Reinventar la ciudad
- Leopoldo Silberman
- 3 jul 2020
- 2 Min. de lectura
Soy adicto a estas calles. Por pocos meses viví en la provincia y, debo confesar, me sentí a gusto. Al principio todo corría muy lentamente: días eternos donde cada minuto era de sesenta larguísimos segundos en los cuales alcanzaba a realizar cualquier tarea por laboriosa que fuera. Después de mucho rato realizando una actividad, volteaba a ver el reloj y apenas eran las dos, las tres, las cuatro… Conocí cada callejón, cada escalinata, cada recoveco y escondrijo y memoricé ventanas, puertas, carteles pegados con engrudo, grafitis con dedicatorias amorosas, perros callejeros, vagabundos, ancianos con bastón sentados en una banca del jardín Unión, vendedores ambulantes, músicos callejeros. Estuve toda una vida en ese sitio y apenas fueron dos meses.
Un día mi padre me marcó para indicarme que debía regresar: era necesaria mi presencia en la capital. Se daría marcha atrás al proyecto de mudarnos definitivamente al interior de la República.
Debo confesar que, si bien dejé proyectos y buenas amistades, me sentí muy contento por regresar a casa. Habiendo nacido aquí, estoy habituado al tráfico, a recorrer grandes distancias, a la neurosis colectiva, a la inseguridad, a las marchas, los sismos y la corrupción.
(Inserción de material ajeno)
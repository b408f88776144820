//! # External Collaborators
//!
//! The engine never talks HTTP itself. The signing service, the tax
//! authority's API and the secret store are reached through these traits so
//! the host process decides transport, token caching and secret backends.
//!
//! ```text
//! ┌──────────────────┐    sign(credentials, unsigned)     ┌──────────────┐
//! │                  │ ─────────────────────────────────► │   Signer     │
//! │                  │                                    └──────────────┘
//! │  fesv-contingency│    authenticate / submit_event     ┌──────────────┐
//! │                  │ ─── submit_batch / poll_batch ───► │ Authority-   │
//! │                  │     query_document                 │ Client       │
//! │                  │                                    └──────────────┘
//! │                  │    credentials(company_id)         ┌──────────────┐
//! │                  │ ─────────────────────────────────► │ Credential-  │
//! └──────────────────┘                                    │ Store        │
//!                                                         └──────────────┘
//! ```

use std::fmt;
use std::time::Duration;

use async_trait::async_trait;
use thiserror::Error;

use fesv_core::authority::{BatchReceipt, BatchResult, DocumentRecord, EventReceipt};
use fesv_core::event::LoteEnvelope;
use fesv_core::{Ambiente, FailureKind};

// =============================================================================
// Credentials
// =============================================================================

/// Taxpayer credentials used for signing and authority authentication.
#[derive(Clone, PartialEq, Eq)]
pub struct Credentials {
    pub nit: String,
    pub password: String,
}

impl fmt::Debug for Credentials {
    fn fmt(&self, f: &mut fmt::Formatter<'_>) -> fmt::Result {
        f.debug_struct("Credentials")
            .field("nit", &self.nit)
            .field("password", &"***")
            .finish()
    }
}

// =============================================================================
// Errors
// =============================================================================

/// Failures reported by an [`AuthorityClient`].
#[derive(Debug, Error)]
pub enum AuthorityError {
    /// Credentials were refused. Retrying with the same credentials is useless.
    #[error("Authentication rejected: {0}")]
    Unauthorized(String),

    /// The queried document does not exist at the authority.
    #[error("DTE {codigo_generacion} not found at the authority")]
    NotFound { codigo_generacion: String },

    /// Network failure or 5xx.
    #[error("Authority unavailable: {0}")]
    Unavailable(String),

    #[error("Authority request timed out after {0:?}")]
    Timeout(Duration),

    /// The authority answered but refused the request.
    #[error("Authority rejected the request: {0}")]
    Rejected(String),

    #[error("Invalid authority response: {0}")]
    InvalidResponse(String),
}

impl AuthorityError {
    pub fn is_transient(&self) -> bool {
        matches!(self, AuthorityError::Unavailable(_) | AuthorityError::Timeout(_))
    }

    pub fn is_not_found(&self) -> bool {
        matches!(self, AuthorityError::NotFound { .. })
    }

    /// How the submission pipeline should classify this failure when it
    /// queues a document.
    pub fn failure_kind(&self) -> FailureKind {
        match self {
            AuthorityError::Unauthorized(_) => FailureKind::HaciendaAuthFailed,
            AuthorityError::Unavailable(_) | AuthorityError::Timeout(_) => {
                FailureKind::HaciendaTimeout
            }
            AuthorityError::NotFound { .. }
            | AuthorityError::Rejected(_)
            | AuthorityError::InvalidResponse(_) => FailureKind::HaciendaRejected,
        }
    }
}

/// Failures reported by a [`Signer`].
#[derive(Debug, Error)]
pub enum SignerError {
    #[error("Signing service unavailable: {0}")]
    Unavailable(String),

    #[error("Signing timed out after {0:?}")]
    Timeout(Duration),

    /// The signer refused the document (bad certificate, malformed JSON).
    #[error("Signing rejected: {0}")]
    Rejected(String),
}

impl SignerError {
    pub fn is_transient(&self) -> bool {
        matches!(self, SignerError::Unavailable(_) | SignerError::Timeout(_))
    }

    pub fn failure_kind(&self) -> FailureKind {
        FailureKind::FirmadorFailed
    }
}

/// Failures reported by a [`CredentialStore`].
#[derive(Debug, Error)]
pub enum CredentialError {
    #[error("No credentials stored for company {company_id}")]
    Missing { company_id: String },

    #[error("Credential store unavailable: {0}")]
    Unavailable(String),
}

impl CredentialError {
    pub fn is_transient(&self) -> bool {
        matches!(self, CredentialError::Unavailable(_))
    }
}

// =============================================================================
// Traits
// =============================================================================

/// Document signing service (firmador).
#[async_trait]
pub trait Signer: Send + Sync {
    /// Signs a JSON document, returning the compact JWS.
    async fn sign(&self, credentials: &Credentials, unsigned: &str) -> Result<String, SignerError>;
}

/// Tax authority HTTP client.
///
/// Implementations own the wire format; the engine only sees DTOs.
#[async_trait]
pub trait AuthorityClient: Send + Sync {
    /// Exchanges credentials for a bearer token.
    async fn authenticate(&self, credentials: &Credentials) -> Result<String, AuthorityError>;

    /// Submits a signed evento de contingencia.
    async fn submit_event(
        &self,
        token: &str,
        ambiente: Ambiente,
        signed_event: &str,
    ) -> Result<EventReceipt, AuthorityError>;

    /// Submits a lote of signed documents.
    async fn submit_batch(
        &self,
        token: &str,
        envelope: &LoteEnvelope,
    ) -> Result<BatchReceipt, AuthorityError>;

    /// Per-document verdicts of a submitted lote.
    async fn poll_batch(&self, token: &str, codigo_lote: &str)
        -> Result<BatchResult, AuthorityError>;

    /// The authority's record of one document.
    ///
    /// Must return [`AuthorityError::NotFound`] when the authority does not
    /// know the document, never a generic error.
    async fn query_document(
        &self,
        token: &str,
        nit: &str,
        tipo_dte: &str,
        codigo_generacion: &str,
    ) -> Result<DocumentRecord, AuthorityError>;
}

/// Secret storage for taxpayer credentials.
#[async_trait]
pub trait CredentialStore: Send + Sync {
    async fn credentials(&self, company_id: &str) -> Result<Credentials, CredentialError>;
}

#[cfg(test)]
mod tests {
    use super::*;

    #[test]
    fn test_credentials_debug_hides_password() {
        let creds = Credentials {
            nit: "06141203901025".into(),
            password: "s3cret".into(),
        };
        let shown = format!("{creds:?}");
        assert!(shown.contains("06141203901025"));
        assert!(!shown.contains("s3cret"));
    }

    #[test]
    fn test_authority_failure_kinds() {
        assert_eq!(
            AuthorityError::Unauthorized("401".into()).failure_kind(),
            FailureKind::HaciendaAuthFailed
        );
        assert_eq!(
            AuthorityError::Timeout(Duration::from_secs(30)).failure_kind(),
            FailureKind::HaciendaTimeout
        );
        assert_eq!(
            AuthorityError::Rejected("schema".into()).failure_kind(),
            FailureKind::HaciendaRejected
        );
        assert_eq!(
            SignerError::Unavailable("down".into()).failure_kind(),
            FailureKind::FirmadorFailed
        );
    }

    #[test]
    fn test_not_found_is_distinct() {
        let err = AuthorityError::NotFound {
            codigo_generacion: "ABC".into(),
        };
        assert!(err.is_not_found());
        assert!(!err.is_transient());
        assert!(!AuthorityError::Unavailable("x".into()).is_not_found());
    }
}
//! Shared fixtures for unit tests.

use chrono::{TimeZone, Utc};

use fesv_core::{Company, Document, Establishment, NewDocument, PointOfSale};
use fesv_db::{Database, DbConfig, NewCompany, NewEstablishment, NewPointOfSale};

use crate::clock::LocalClock;

pub struct Outlet {
    pub company: Company,
    pub establishment: Establishment,
    pub point_of_sale: PointOfSale,
}

pub async fn memory_db() -> Database {
    Database::new(DbConfig::in_memory()).await.unwrap()
}

/// 2025-03-15 08:00:00 in San Salvador.
pub fn morning_clock() -> LocalClock {
    LocalClock::fixed(
        chrono_tz::America::El_Salvador,
        Utc.with_ymd_and_hms(2025, 3, 15, 14, 0, 0).unwrap(),
    )
}

pub async fn seed_outlet(db: &Database) -> Outlet {
    let outlets = db.outlets();
    let company = outlets
        .create_company(&NewCompany {
            nit: "0614-120390-102-5".to_string(),
            nombre: "Comercial El Roble S.A. de C.V.".to_string(),
            nombre_comercial: Some("El Roble".to_string()),
            telefono: "22223333".to_string(),
            correo: "facturas@elroble.sv".to_string(),
        })
        .await
        .unwrap();
    let establishment = outlets
        .create_establishment(&NewEstablishment {
            company_id: company.id.clone(),
            tipo_establecimiento: "02".to_string(),
            cod_establecimiento: Some("M001".to_string()),
        })
        .await
        .unwrap();
    let point_of_sale = outlets
        .create_point_of_sale(&NewPointOfSale {
            establishment_id: establishment.id.clone(),
            cod_punto_venta: Some("P001".to_string()),
        })
        .await
        .unwrap();

    Outlet {
        company,
        establishment,
        point_of_sale,
    }
}

/// A finalized factura (`01`) with a freshly allocated numero de control.
pub async fn finalized_document(db: &Database, outlet: &Outlet) -> Document {
    let numero = db
        .sequences()
        .allocate_numero_control(&outlet.point_of_sale.id, "01")
        .await
        .unwrap();

    db.documents()
        .insert(&NewDocument {
            company_id: outlet.company.id.clone(),
            establishment_id: outlet.establishment.id.clone(),
            point_of_sale_id: outlet.point_of_sale.id.clone(),
            codigo_generacion: fesv_core::new_generation_code(),
            numero_control: numero.to_string(),
            tipo_dte: "01".to_string(),
            fecha_emision: "2025-03-15".to_string(),
            finalized_at: Utc::now(),
        })
        .await
        .unwrap()
}
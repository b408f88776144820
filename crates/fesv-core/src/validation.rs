//! # Validation Module
//!
//! Input rules checked before anything is written or sent.
//!
//! ## Validation Layers
//! ```text
//! ┌─────────────────────────────────────────────────────────────────────────┐
//! │                      Validation Layers                                  │
//! │                                                                         │
//! │  Layer 1: THIS MODULE                                                  │
//! │  ├── Outlet codes present and 4 characters                             │
//! │  ├── Tipo DTE is two digits                                            │
//! │  └── Generation codes are upper-case UUIDs                             │
//! │           │                                                             │
//! │           ▼                                                             │
//! │  Layer 2: Database (SQLite)                                            │
//! │  ├── CHECK constraints on statuses and counts                          │
//! │  ├── UNIQUE codigo_generacion / numero_control                         │
//! │  └── Partial UNIQUE index: one active period per scope                 │
//! └─────────────────────────────────────────────────────────────────────────┘
//! ```

use crate::error::{ValidationError, ValidationResult};

/// Validates a document type code (`01` factura, `03` CCF, ...).
pub fn validate_tipo_dte(tipo_dte: &str) -> ValidationResult<()> {
    if tipo_dte.len() != 2 || !tipo_dte.chars().all(|c| c.is_ascii_digit()) {
        return Err(ValidationError::InvalidFormat {
            field: "tipo_dte".to_string(),
            reason: format!("expected two digits, got '{tipo_dte}'"),
        });
    }
    Ok(())
}

/// Validates an authority-assigned outlet code and returns it.
///
/// Establishment and point-of-sale codes are both 4 upper-case
/// alphanumerics (`M001`, `P001`, `0000`).
pub fn validate_outlet_code<'a>(field: &str, code: Option<&'a str>) -> ValidationResult<&'a str> {
    let code = code
        .map(str::trim)
        .filter(|c| !c.is_empty())
        .ok_or_else(|| ValidationError::Required {
            field: field.to_string(),
        })?;

    if code.len() != 4
        || !code
            .chars()
            .all(|c| c.is_ascii_digit() || c.is_ascii_uppercase())
    {
        return Err(ValidationError::InvalidFormat {
            field: field.to_string(),
            reason: format!("expected 4 upper-case alphanumerics, got '{code}'"),
        });
    }

    Ok(code)
}

/// Validates a codigo de generación (upper-case UUID).
pub fn validate_generation_code(code: &str) -> ValidationResult<()> {
    if uuid::Uuid::parse_str(code).is_err() || code.len() != 36 || code != code.to_uppercase() {
        return Err(ValidationError::InvalidFormat {
            field: "codigo_generacion".to_string(),
            reason: format!("expected an upper-case UUID, got '{code}'"),
        });
    }
    Ok(())
}

/// NIT as the authority's query endpoint expects it (no separators).
pub fn nit_without_dashes(nit: &str) -> String {
    nit.chars().filter(|c| *c != '-').collect()
}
Conozco de sobra las críticas que los nacidos en otros estados esgrimen sobre nuestra bella ciudad y, si bien estoy de acuerdo en muchas de ellas, lo cierto es que la ciudad se convierte de pronto en una especie de droga que no puedes dejar. Una vez que la pruebas, se interna en tu organismo, haciéndose parte de tu sangre. De tu ADN.
Ya pasó mucho tiempo y no me he ido ni me iré de la urbe. De vez en cuando tomo la carretera y disfruto la apacible vida que comienza cuando pasas las casetas de cobro. Un fin de semana. Un fin de semana nomás porque mi cuerpo necesita la ciudad, el movimiento, las luces. Las oportunidades surgidas a partir de que vivan millones de personas disímbolas juntas. Y si bien sabemos que el gigante de concreto crece día con día a la par de sus necesidades y demandas, también es cierto que cada día más y más personas asumen el reto de hacerla suya, de defenderla, de renovarla. De reinventar sus espacios, sus usos y costumbres. De hacer de este espacio que compartimos un lugar mejor, tomando el poder, arrebatándolo a aquellos que teniéndolo no le dan un buen uso.
Espacios que sufrieron deterioro, lugares que han sido abandonados, calles infestadas e inseguras… cada día más personas y organizaciones trabajan de la mano por cambiar eso que nos acaba, que nos limita, y agregan un grano de arena a esa playa que necesita de todos y cada uno de nosotros para revivir. Porque el cambio empieza en casa y es particular y minúsculo, pero es un cambio a final de cuentas. Un cambio en la percepción que tenemos del hogar, en la concepción que creamos de una ciudad que es de todos, que nos pertenece y que muchas veces sólo valoramos cuando nos encontramos lejos.
Si la ciudad hablara enunciaría enfáticamente esa frase característica del gran Mauricio Garcés: “qué difícil debe ser tenerme y después… perderme”.